AI is an unfathomably powerful accelerator, carried along by relentless currents. Like all great advances, it is the product of a long progression. Each has its ‘We are going to need a bigger boat!’ moment, instilling fear, awe and drama. Such leaps forward tend to be accompanied by social, wealth generating change – from industrial factory towns to the vast AI related growth industry of fact checking software.
Unquantifiable benefits to humanity are already accruing from the application of AI. The change will be gargantuan, even if the world decides, as it has with astonishing self-protecting and instinctive unity in the case of nuclear weapons, that many of AI’s iterations will be too unpredictably species threatening to use.
However, it is important to recognize that current AI systems, while powerful tools, cannot engage in the kind of flexible, context-dependent problem-solving that characterizes human intelligence. The ability to participate in open-ended, improvisational communication, is a key distinction between human and artificial intelligence.
There is nothing new about instructing machines to deliver individualised outputs at remarkable speed. My grandfather’s company launched the first electronic jacquard loom in 1981. Despite digital punch cards having featured on looms for hundreds of years, this was a breakthrough in efficiency for the production of complex patterned textiles, that only increased the need for a wide array of enhanced human relationships across the production chains, as happens when industries scale and sharpen their focus through innovation.

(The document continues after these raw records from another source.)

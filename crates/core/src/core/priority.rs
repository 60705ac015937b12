//! Priority queue for BPE merge candidates.
//!
//! The queue never holds authoritative counts. Every time a pair's count
//! changes a fresh candidate is pushed, and `pop_live` discards candidates
//! whose count no longer matches the caller's source of truth.

use crate::core::merges::Pair;
use dary_heap::OctonaryHeap;
use std::cmp::Ordering;

/// A merge candidate during BPE training.
#[derive(Debug, Clone, Copy, PartialEq, Eq)]
pub struct MergeCandidate {
    /// The pair of token IDs to merge
    pub pair: Pair,
    /// The frequency/count of this pair
    pub count: u64,
}

impl MergeCandidate {
    /// Create a new merge candidate.
    pub fn new(pair: Pair, count: u64) -> Self {
        Self { pair, count }
    }
}

/// Higher count wins; equal counts go to the lexicographically smaller pair.
impl Ord for MergeCandidate {
    fn cmp(&self, other: &Self) -> Ordering {
        self.count
            .cmp(&other.count)
            .then_with(|| other.pair.cmp(&self.pair))
    }
}

impl PartialOrd for MergeCandidate {
    fn partial_cmp(&self, other: &Self) -> Option<Ordering> {
        Some(self.cmp(other))
    }
}

/// Priority queue for BPE merge operations.
///
/// Uses an 8-ary heap for better cache locality than a binary heap.
#[derive(Debug, Default)]
pub struct PairPriorityQueue {
    heap: OctonaryHeap<MergeCandidate>,
}

impl PairPriorityQueue {
    /// Create a new priority queue with the given capacity.
    pub fn with_capacity(capacity: usize) -> Self {
        Self {
            heap: OctonaryHeap::with_capacity(capacity),
        }
    }

    /// Create a new empty priority queue.
    pub fn new() -> Self {
        Self::default()
    }

    /// Push a merge candidate onto the queue.
    pub fn push(&mut self, candidate: MergeCandidate) {
        self.heap.push(candidate);
    }

    /// Record a new count for a pair; zero counts are not queued.
    pub fn update(&mut self, pair: Pair, count: u64) {
        if count > 0 {
            self.heap.push(MergeCandidate::new(pair, count));
        }
    }

    /// Pop the best candidate whose count still matches `current(pair)`.
    ///
    /// Stale entries are dropped. The returned candidate is removed; push it
    /// back if it is not consumed.
    pub fn pop_live<F>(&mut self, mut current: F) -> Option<MergeCandidate>
    where
        F: FnMut(Pair) -> u64,
    {
        while let Some(candidate) = self.heap.pop() {
            if current(candidate.pair) == candidate.count {
                return Some(candidate);
            }
        }
        None
    }

    /// Get the number of (potentially stale) entries in the queue.
    pub fn len(&self) -> usize {
        self.heap.len()
    }

    /// Check if the queue is empty.
    pub fn is_empty(&self) -> bool {
        self.heap.is_empty()
    }

    /// Clear all entries from the queue.
    pub fn clear(&mut self) {
        self.heap.clear();
    }
}

impl Extend<MergeCandidate> for PairPriorityQueue {
    fn extend<I: IntoIterator<Item = MergeCandidate>>(&mut self, iter: I) {
        for candidate in iter {
            self.push(candidate);
        }
    }
}

#[cfg(test)]
mod tests {
    use super::*;
    use ahash::AHashMap;

    #[test]
    fn test_push_pop() {
        let mut queue = PairPriorityQueue::new();

        queue.push(MergeCandidate::new((0, 1), 10));
        queue.push(MergeCandidate::new((1, 2), 20));
        queue.push(MergeCandidate::new((2, 3), 15));

        let counts: AHashMap<Pair, u64> = [((0, 1), 10), ((1, 2), 20), ((2, 3), 15)]
            .into_iter()
            .collect();
        let current = |pair: Pair| counts.get(&pair).copied().unwrap_or(0);

        assert_eq!(queue.pop_live(current).map(|c| c.pair), Some((1, 2)));
        assert_eq!(queue.pop_live(current).map(|c| c.pair), Some((2, 3)));
        assert_eq!(queue.pop_live(current).map(|c| c.pair), Some((0, 1)));
        assert!(queue.pop_live(current).is_none());
    }

    #[test]
    fn test_tie_break_prefers_smaller_pair() {
        let mut queue = PairPriorityQueue::new();

        queue.push(MergeCandidate::new((256, 97), 2));
        queue.push(MergeCandidate::new((97, 98), 2));
        queue.push(MergeCandidate::new((97, 99), 2));

        let first = queue.pop_live(|_| 2).unwrap();
        assert_eq!(first.pair, (97, 98));
        let second = queue.pop_live(|_| 2).unwrap();
        assert_eq!(second.pair, (97, 99));
    }

    #[test]
    fn test_stale_entry_detection() {
        let mut queue = PairPriorityQueue::new();
        let mut counts: AHashMap<Pair, u64> = AHashMap::new();

        counts.insert((0, 1), 10);
        queue.update((0, 1), 10);
        counts.insert((1, 2), 20);
        queue.update((1, 2), 20);

        // Lower the count of (1, 2); its first entry is now stale.
        counts.insert((1, 2), 5);
        queue.update((1, 2), 5);

        let current = |pair: Pair| counts.get(&pair).copied().unwrap_or(0);

        let first = queue.pop_live(current).unwrap();
        assert_eq!(first, MergeCandidate::new((0, 1), 10));

        let second = queue.pop_live(current).unwrap();
        assert_eq!(second, MergeCandidate::new((1, 2), 5));

        assert!(queue.pop_live(current).is_none());
    }

    #[test]
    fn test_zero_counts_are_not_queued() {
        let mut queue = PairPriorityQueue::new();
        queue.update((0, 1), 0);
        assert!(queue.is_empty());

        queue.extend([MergeCandidate::new((0, 1), 1), MergeCandidate::new((1, 2), 3)]);
        assert_eq!(queue.len(), 2);

        queue.clear();
        assert!(queue.is_empty());
    }
}
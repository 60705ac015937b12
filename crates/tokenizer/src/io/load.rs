//! Load functionality for pre-trained tokenizers.
//!
//! Every load rebuilds the vocabulary from the merge rules, so a table that
//! was edited or truncated on disk is rejected rather than silently producing
//! different tokens.

use super::format::{
    ModelFormat, SerializedTokenizer, FORMAT_VERSION, JSON_FILE, MERGES_FILE,
};
use bytemerge_core::{
    MergeRule, MergeRules, Pair, Result, TokenizerError, Vocabulary, BYTE_VOCAB_SIZE,
};
use bytemerge_training::TrainingConfig;
use std::fs::File;
use std::io::BufReader;
use std::path::{Path, PathBuf};

/// A validated model read from disk.
#[derive(Debug, Clone)]
pub struct LoadedModel {
    /// Vocabulary rebuilt from the rules
    pub vocab: Vocabulary,
    /// Merge rules in rank order
    pub merges: MergeRules,
    /// Training configuration, if the file recorded one
    pub config: Option<TrainingConfig>,
    /// Format the model was stored in
    pub format: ModelFormat,
}

/// Tokenizer loader - handles loading trained models.
pub struct TokenizerLoader;

impl TokenizerLoader {
    /// Load a model, detecting its format.
    ///
    /// `path` is either a model directory (containing `tokenizer.json` or
    /// `merges.txt`) or one of those files.
    pub fn load(path: &Path) -> Result<LoadedModel> {
        let format = ModelFormat::detect(path).ok_or_else(|| {
            TokenizerError::Load(format!(
                "no {JSON_FILE} or {MERGES_FILE} found at {}",
                path.display()
            ))
        })?;

        let model = match format {
            ModelFormat::Json => Self::load_json(&Self::resolve(path, JSON_FILE))?,
            ModelFormat::Text => Self::load_text(&Self::resolve(path, MERGES_FILE))?,
        };

        log::info!(
            "Loaded {} merges ({} format) from {}",
            model.merges.len(),
            format,
            path.display()
        );
        Ok(model)
    }

    /// Load a `tokenizer.json` file.
    pub fn load_json(file_path: &Path) -> Result<LoadedModel> {
        let file = File::open(file_path).map_err(|e| TokenizerError::io(file_path, e))?;
        let reader = BufReader::new(file);
        let serialized: SerializedTokenizer = serde_json::from_reader(reader)?;

        Self::deserialize(serialized)
    }

    /// Load a `merges.txt` file.
    ///
    /// Blank lines and lines starting with `#` are skipped; every other line
    /// is one `left right` rule, in rank order.
    pub fn load_text(file_path: &Path) -> Result<LoadedModel> {
        let content =
            std::fs::read_to_string(file_path).map_err(|e| TokenizerError::io(file_path, e))?;

        let mut pairs: Vec<Pair> = Vec::new();
        for (line_num, line) in content.lines().enumerate() {
            let line = line.trim();
            if line.is_empty() || line.starts_with('#') {
                continue;
            }
            pairs.push(parse_pair(line).ok_or_else(|| {
                TokenizerError::Load(format!(
                    "{}:{}: expected `left right` token IDs, found '{}'",
                    file_path.display(),
                    line_num + 1,
                    line
                ))
            })?);
        }

        let merges = MergeRules::from_pairs(pairs)?;
        let vocab = merges.build_vocab()?;

        Ok(LoadedModel {
            vocab,
            merges,
            config: None,
            format: ModelFormat::Text,
        })
    }

    /// Validate a deserialized model and rebuild its tables.
    pub fn deserialize(data: SerializedTokenizer) -> Result<LoadedModel> {
        if data.version != FORMAT_VERSION {
            return Err(TokenizerError::Load(format!(
                "unsupported format version {} (expected {FORMAT_VERSION})",
                data.version
            )));
        }
        if data.base_vocab_size != BYTE_VOCAB_SIZE {
            return Err(TokenizerError::Load(format!(
                "base vocabulary of {} entries is not supported (expected {BYTE_VOCAB_SIZE})",
                data.base_vocab_size
            )));
        }

        let merges = MergeRules::from_rules(data.merges.into_iter().map(MergeRule::from))?;
        let vocab = merges.build_vocab()?;

        if data.vocab.len() != merges.len() {
            let rank = data.vocab.len().min(merges.len());
            let pair = merges.rule(rank).map(|r| r.pair).unwrap_or_default();
            return Err(TokenizerError::CorruptRuleTable {
                rank,
                pair,
                reason: format!(
                    "{} stored vocabulary entries for {} rules",
                    data.vocab.len(),
                    merges.len()
                ),
            });
        }

        for (rank, entry) in data.vocab.iter().enumerate() {
            let pair = merges.rule(rank).map(|r| r.pair).unwrap_or_default();
            let expected_id = (BYTE_VOCAB_SIZE + rank) as u32;
            if entry.id != expected_id || vocab.resolve(entry.id)? != entry.bytes.as_slice() {
                return Err(TokenizerError::CorruptRuleTable {
                    rank,
                    pair,
                    reason: format!(
                        "stored vocabulary entry {} does not match the bytes its rule produces",
                        entry.id
                    ),
                });
            }
        }

        Ok(LoadedModel {
            vocab,
            merges,
            config: data.config,
            format: ModelFormat::Json,
        })
    }

    fn resolve(path: &Path, file_name: &str) -> PathBuf {
        if path.is_dir() {
            path.join(file_name)
        } else {
            path.to_path_buf()
        }
    }
}

fn parse_pair(line: &str) -> Option<Pair> {
    let mut parts = line.split_whitespace();
    let left = parts.next()?.parse().ok()?;
    let right = parts.next()?.parse().ok()?;
    match parts.next() {
        Some(_) => None,
        None => Some((left, right)),
    }
}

In all this AI related excitement, we will have forgotten whether we fired six shots at the classical and creative approach to learning, or maybe five. The clue’s in the name: by pulling the trigger on the humanities, we ditch humanity itself.
Context is everything. The emphasis, in independent school entrance tests, on the measurement of a child’s processing speed is strategically misguided. Why compete in this theatre against the overwhelming superiority of AI? Why not place greater emphasis on all the creative qualities and wit (in its true sense), that AI may never possess? Everyday moments of human communication are highly creative, and our ability to solve problems through flexible, context-dependent interactions is what sets human intelligence apart from AI.
For the little it’s worth, my view is that terming digital technology ‘artificial’ is to belittle its potential as a new form of intelligence. ‘Artificial’ is to use human artistry to replicate a behaviour or object so as to be unauthentically recognisable, the etymology of ‘artificial’ being ‘ars’ (art) and ‘fecere’ (to make). While artificial hips do the same as organic ones, digital creations reach far beyond the limitations of the constructs they replace, being too different to be ‘artificial’.
AI may already be cutting loose to create its own artifices, and will beat our ‘ars’ at its own game, with no patience for human imposed artificiality. Life is too short AI might smugly say, with only finite means to understand the infinitely mysterious (call it spiritual if you like) artifice of our intelligence, connected as it probably is to fields of particle physics and science about which we know nothing. Can the mystery of consciousness be replicated by an intelligence that has no direct experience of life? Will it be bothered to try?
The nature of meaning and the role of analogical reasoning in language definitely still has a place in this new world. Words and concepts acquire meaning through a process of analogical reasoning and context-dependent usage, rather than having fixed, essential meanings. The flexibility and adaptability of language arise from our natural communicative instincts and our ability to draw connections between seemingly disparate domains of experience, something that current AI systems will struggle to replicate – and why education remains of the utmost importance for the next generation.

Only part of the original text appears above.